As OGE’s acting director, one of Apol’s responsibilities was to certify then-President Donald Trump’s financial disclosures. In 2018, Apol sent Trump’s disclosures to the Department of Justice over an omission in the then-president’s 2017 report.  

The New York Times reported in 2017 that Apol clashed with colleagues at the Office of Government Ethics about how to interpret conflict-of-interest laws. 

Democratic Rep. Abigail Spanberger of Virginia has been one of the lead proponents in Congress of reforming the STOCK Act.

Kevin Dietsch/Getty Images



Proper filings of financial disclosures are a problem across government 

Insider and other news outlets have since last year identified 77 members of Congress and counted at least 182 senior congressional staffers who were late reporting their stock transactions. 

Their excuses have ranged from oversights, to clerical errors, to inattentive accountants. 

While congressional rules stipulate STOCK Act offenders are supposed to pay a minimum $200 fine the first time this happens — and incur higher fines if it continues — the consequences for violating the STOCK Act are generally minimal, inconsistently applied, and not publicly recorded, Insider has found through its “Conflicted Congress” investigation. 

The reporting requirements in the law are supposed to help the public assess whether their representatives can benefit financially from the votes they cast or the legislation they introduce.

Insider found sweeping examples of members of Congress who bought and sold stocks in companies they can influence through legislation or committee seats. For instance, a growing number of lawmakers are trading the stock of defense contractors while considering military spending proposals.

The issue goes even beyond the legislative branch. The Wall Street Journal reported that federal officials or their spouses have been trading stocks in companies their agencies oversee, and another investigation revealed that federal judges traded stocks in companies over which they were hearing cases. 

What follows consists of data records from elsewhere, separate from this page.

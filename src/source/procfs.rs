//! Linux snapshot source reading /proc directly.

use ahash::AHashMap as HashMap;
use chrono::DateTime;
use rayon::prelude::*;
use std::ffi::CStr;
use std::fs;
use std::io;
use std::path::{Path, PathBuf};
use std::sync::Mutex;
use std::time::Instant;
use tracing::{debug, instrument};

use super::{available_cores, ResolvedProcess, SnapshotSource};
use crate::error::{SourceError, TerminateError};
use crate::process::{Pid, ProcessSample, ProcessStatus, SystemInfo, SystemStats};
use crate::protected::OperatingSystem;
use crate::system::{self, CpuStatsCache};
use crate::termination::TerminationMode;

/// Kernel truncates `comm` to this many bytes.
const COMM_MAX_LEN: usize = 15;

/// Fields of /proc/<pid>/stat the sampler needs.
#[derive(Debug, Clone, PartialEq)]
pub struct StatFields {
    pub comm: String,
    pub state: char,
    /// Clock ticks.
    pub utime: u64,
    /// Clock ticks.
    pub stime: u64,
    /// Clock ticks since boot.
    pub starttime: u64,
    /// Pages.
    pub rss_pages: u64,
}

/// Parses a /proc/<pid>/stat line.
///
/// The command name may contain spaces and parentheses, so it spans from the
/// first '(' to the last ')'.
pub fn parse_stat(content: &str) -> Option<StatFields> {
    let open = content.find('(')?;
    let close = content.rfind(')')?;
    if close < open {
        return None;
    }
    let comm = content[open + 1..close].to_string();
    let rest: Vec<&str> = content[close + 1..].split_whitespace().collect();
    if rest.len() < 22 {
        return None;
    }
    let num = |i: usize| rest[i].parse::<u64>().ok();
    Some(StatFields {
        comm,
        state: rest[0].chars().next()?,
        utime: num(11)?,
        stime: num(12)?,
        starttime: num(19)?,
        rss_pages: rest[21].parse::<i64>().ok()?.max(0) as u64,
    })
}

/// Arguments of a NUL-separated /proc/<pid>/cmdline.
pub fn parse_cmdline(raw: &[u8]) -> Vec<String> {
    raw.split(|&b| b == 0)
        .filter(|s| !s.is_empty())
        .map(|s| String::from_utf8_lossy(s).into_owned())
        .collect()
}

/// Picks the display name: the kernel's `comm`, or the executable basename
/// when `comm` was truncated or is empty.
pub fn display_name(comm: &str, args: &[String]) -> String {
    let basename = args
        .first()
        .and_then(|a| Path::new(a).file_name())
        .and_then(|n| n.to_str());

    match basename {
        Some(base) if comm.is_empty() => base.to_string(),
        Some(base) if comm.len() >= COMM_MAX_LEN && base.starts_with(comm) => base.to_string(),
        _ => comm.to_string(),
    }
}

/// Real uid from /proc/<pid>/status content.
pub fn parse_status_uid(content: &str) -> Option<u32> {
    content
        .lines()
        .find_map(|l| l.strip_prefix("Uid:"))
        .and_then(|v| v.split_whitespace().next())
        .and_then(|v| v.parse().ok())
}

/// Thread-safe passwd lookup.
fn lookup_user_name(uid: u32) -> Option<String> {
    let mut buf = vec![0 as libc::c_char; 4096];
    // SAFETY: passwd is a plain C struct; all-zero is a valid initial value.
    let mut pwd: libc::passwd = unsafe { std::mem::zeroed() };
    let mut result: *mut libc::passwd = std::ptr::null_mut();
    // SAFETY: every pointer refers to live, correctly sized local storage.
    let rc = unsafe { libc::getpwuid_r(uid, &mut pwd, buf.as_mut_ptr(), buf.len(), &mut result) };
    if rc != 0 || result.is_null() || pwd.pw_name.is_null() {
        return None;
    }
    // SAFETY: getpwuid_r succeeded, so pw_name points into `buf`, NUL-terminated.
    let name = unsafe { CStr::from_ptr(pwd.pw_name) };
    Some(name.to_string_lossy().into_owned())
}

fn sysconf_or(name: libc::c_int, fallback: u64) -> u64 {
    // SAFETY: sysconf only reads a configuration value.
    let value = unsafe { libc::sysconf(name) };
    if value > 0 {
        value as u64
    } else {
        fallback
    }
}

/// Snapshot source backed by procfs.
#[derive(Debug)]
pub struct ProcfsSource {
    root: PathBuf,
    clock_ticks: f64,
    page_size: u64,
    core_count: usize,
    cpu_stats: CpuStatsCache,
    user_names: Mutex<HashMap<u32, String>>,
}

impl Default for ProcfsSource {
    fn default() -> Self {
        Self::new()
    }
}

impl ProcfsSource {
    pub fn new() -> Self {
        Self::with_root("/proc")
    }

    /// Reads from an alternative procfs mount, e.g. a host's /proc bind
    /// mounted into a container.
    pub fn with_root(root: impl Into<PathBuf>) -> Self {
        let root = root.into();
        let core_count = system::read_core_counts(&root)
            .map(|(logical, _)| logical)
            .unwrap_or_else(|e| {
                debug!("Falling back to available parallelism for core count: {}", e);
                available_cores()
            });
        Self {
            clock_ticks: sysconf_or(libc::_SC_CLK_TCK, 100) as f64,
            page_size: sysconf_or(libc::_SC_PAGESIZE, 4096),
            core_count,
            cpu_stats: CpuStatsCache::new(),
            user_names: Mutex::new(HashMap::new()),
            root,
        }
    }

    pub fn root(&self) -> &Path {
        &self.root
    }

    fn user_name(&self, uid: u32) -> String {
        if let Some(name) = self
            .user_names
            .lock()
            .unwrap_or_else(|p| p.into_inner())
            .get(&uid)
        {
            return name.clone();
        }
        let name = lookup_user_name(uid).unwrap_or_else(|| uid.to_string());
        self.user_names
            .lock()
            .unwrap_or_else(|p| p.into_inner())
            .insert(uid, name.clone());
        name
    }

    fn read_stat(&self, pid: Pid) -> io::Result<StatFields> {
        let content = fs::read_to_string(self.root.join(pid.to_string()).join("stat"))?;
        parse_stat(&content).ok_or_else(|| io::Error::new(io::ErrorKind::InvalidData, "malformed stat"))
    }

    fn read_args(&self, pid: Pid) -> Vec<String> {
        fs::read(self.root.join(pid.to_string()).join("cmdline"))
            .map(|raw| parse_cmdline(&raw))
            .unwrap_or_default()
    }

    fn read_sample(&self, pid: Pid) -> Option<ProcessSample> {
        let stat = match self.read_stat(pid) {
            Ok(stat) => stat,
            Err(e) => {
                debug!("Skipping process {}: {}", pid, e);
                return None;
            }
        };
        let sampled_at = Instant::now();

        let args = self.read_args(pid);
        let user = fs::read_to_string(self.root.join(pid.to_string()).join("status"))
            .ok()
            .and_then(|s| parse_status_uid(&s))
            .map(|uid| self.user_name(uid))
            .unwrap_or_default();

        Some(ProcessSample {
            pid,
            start_time: stat.starttime,
            name: display_name(&stat.comm, &args),
            cpu_time_seconds: (stat.utime + stat.stime) as f64 / self.clock_ticks,
            memory_bytes: stat.rss_pages.saturating_mul(self.page_size),
            status: ProcessStatus::from_state_char(stat.state),
            user,
            cmdline: args.join(" "),
            sampled_at,
        })
    }
}

fn numeric_pids(root: &Path) -> Result<Vec<Pid>, SourceError> {
    let entries = fs::read_dir(root)
        .map_err(|e| SourceError::Unavailable(format!("cannot read {}: {}", root.display(), e)))?;
    Ok(entries
        .flatten()
        .filter_map(|entry| entry.file_name().to_str().and_then(|n| n.parse::<Pid>().ok()))
        .filter(|pid| *pid > 0)
        .collect())
}

fn map_signal_error(pid: Pid, err: io::Error) -> TerminateError {
    match err.raw_os_error() {
        Some(libc::ESRCH) => TerminateError::AlreadyExited(pid),
        Some(libc::EPERM) => TerminateError::PermissionDenied(pid),
        _ => TerminateError::Os {
            pid,
            message: err.to_string(),
        },
    }
}

impl SnapshotSource for ProcfsSource {
    #[instrument(level = "debug", skip(self))]
    fn list_processes(&self) -> Result<Vec<ProcessSample>, SourceError> {
        let pids = numeric_pids(&self.root)?;
        let samples: Vec<ProcessSample> = pids.par_iter().filter_map(|&pid| self.read_sample(pid)).collect();
        debug!(
            "Read {} of {} process entries",
            samples.len(),
            pids.len()
        );
        Ok(samples)
    }

    fn read_system_stats(&self) -> SystemStats {
        let cpu = match system::read_cpu_stats(&self.root) {
            Ok(stat) => self.cpu_stats.usage_percent(stat),
            Err(e) => {
                debug!("System CPU unavailable: {}", e);
                0.0
            }
        };
        let ram = match system::read_extended_memory_info(&self.root) {
            Ok(mem) => mem.used_percent(),
            Err(e) => {
                debug!("System memory unavailable: {}", e);
                0.0
            }
        };
        SystemStats::new(cpu, ram)
    }

    fn resolve(&self, pid: Pid) -> Result<ResolvedProcess, TerminateError> {
        if pid == 0 {
            return Err(TerminateError::NotFound(pid));
        }
        let stat = self.read_stat(pid).map_err(|e| match e.kind() {
            io::ErrorKind::PermissionDenied => TerminateError::PermissionDenied(pid),
            _ => TerminateError::NotFound(pid),
        })?;
        let args = self.read_args(pid);
        Ok(ResolvedProcess {
            pid,
            start_time: stat.starttime,
            name: display_name(&stat.comm, &args),
            status: ProcessStatus::from_state_char(stat.state),
        })
    }

    fn terminate(&self, pid: Pid, mode: TerminationMode) -> Result<(), TerminateError> {
        let target = libc::pid_t::try_from(pid).map_err(|_| TerminateError::NotFound(pid))?;
        if target <= 0 {
            return Err(TerminateError::NotFound(pid));
        }
        let signal = match mode {
            TerminationMode::Graceful => libc::SIGTERM,
            TerminationMode::Force => libc::SIGKILL,
        };
        // SAFETY: kill has no memory-safety preconditions; target is a single positive pid.
        let rc = unsafe { libc::kill(target, signal) };
        if rc == 0 {
            Ok(())
        } else {
            Err(map_signal_error(pid, io::Error::last_os_error()))
        }
    }

    fn core_count(&self) -> usize {
        self.core_count
    }

    fn system_info(&self) -> SystemInfo {
        let (cpu_logical, cpu_physical) =
            system::read_core_counts(&self.root).unwrap_or((self.core_count, None));
        let memory = system::read_extended_memory_info(&self.root).ok();
        let os_version = fs::read_to_string(self.root.join("sys/kernel/osrelease"))
            .map(|s| format!("Linux {}", s.trim()))
            .unwrap_or_else(|_| "Linux".to_string());

        SystemInfo {
            os: OperatingSystem::Linux,
            os_version,
            cpu_physical,
            cpu_logical,
            ram_total: memory.map(|m| m.total_bytes).unwrap_or(0),
            ram_available: memory.map(|m| m.available_bytes).unwrap_or(0),
            boot_time: system::read_boot_time(&self.root).and_then(|secs| DateTime::from_timestamp(secs, 0)),
        }
    }
}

Congress this year discussed changes to the STOCK Act and the US House even held a hearing following the publication of “Conflicted Congress.” But the House promptly aborted a vote on a bill drafted by Committee on House Administration Chair Rep. Zoe Lofgren of California that contained what critics called a massive loophole and was written without the input of members who’d been pushing the idea for months.

It’s unlikely that either chamber will vote on a measure before the end of this Congress. Biden has effectively been silent on the stock-ban issue, to the disappointment of good-government groups. 

Short of an outright ban, the Committee on House Administration may decide to improve ethics training for federal lawmakers. Reforms could also include better enforcement or higher penalties, Scherb said.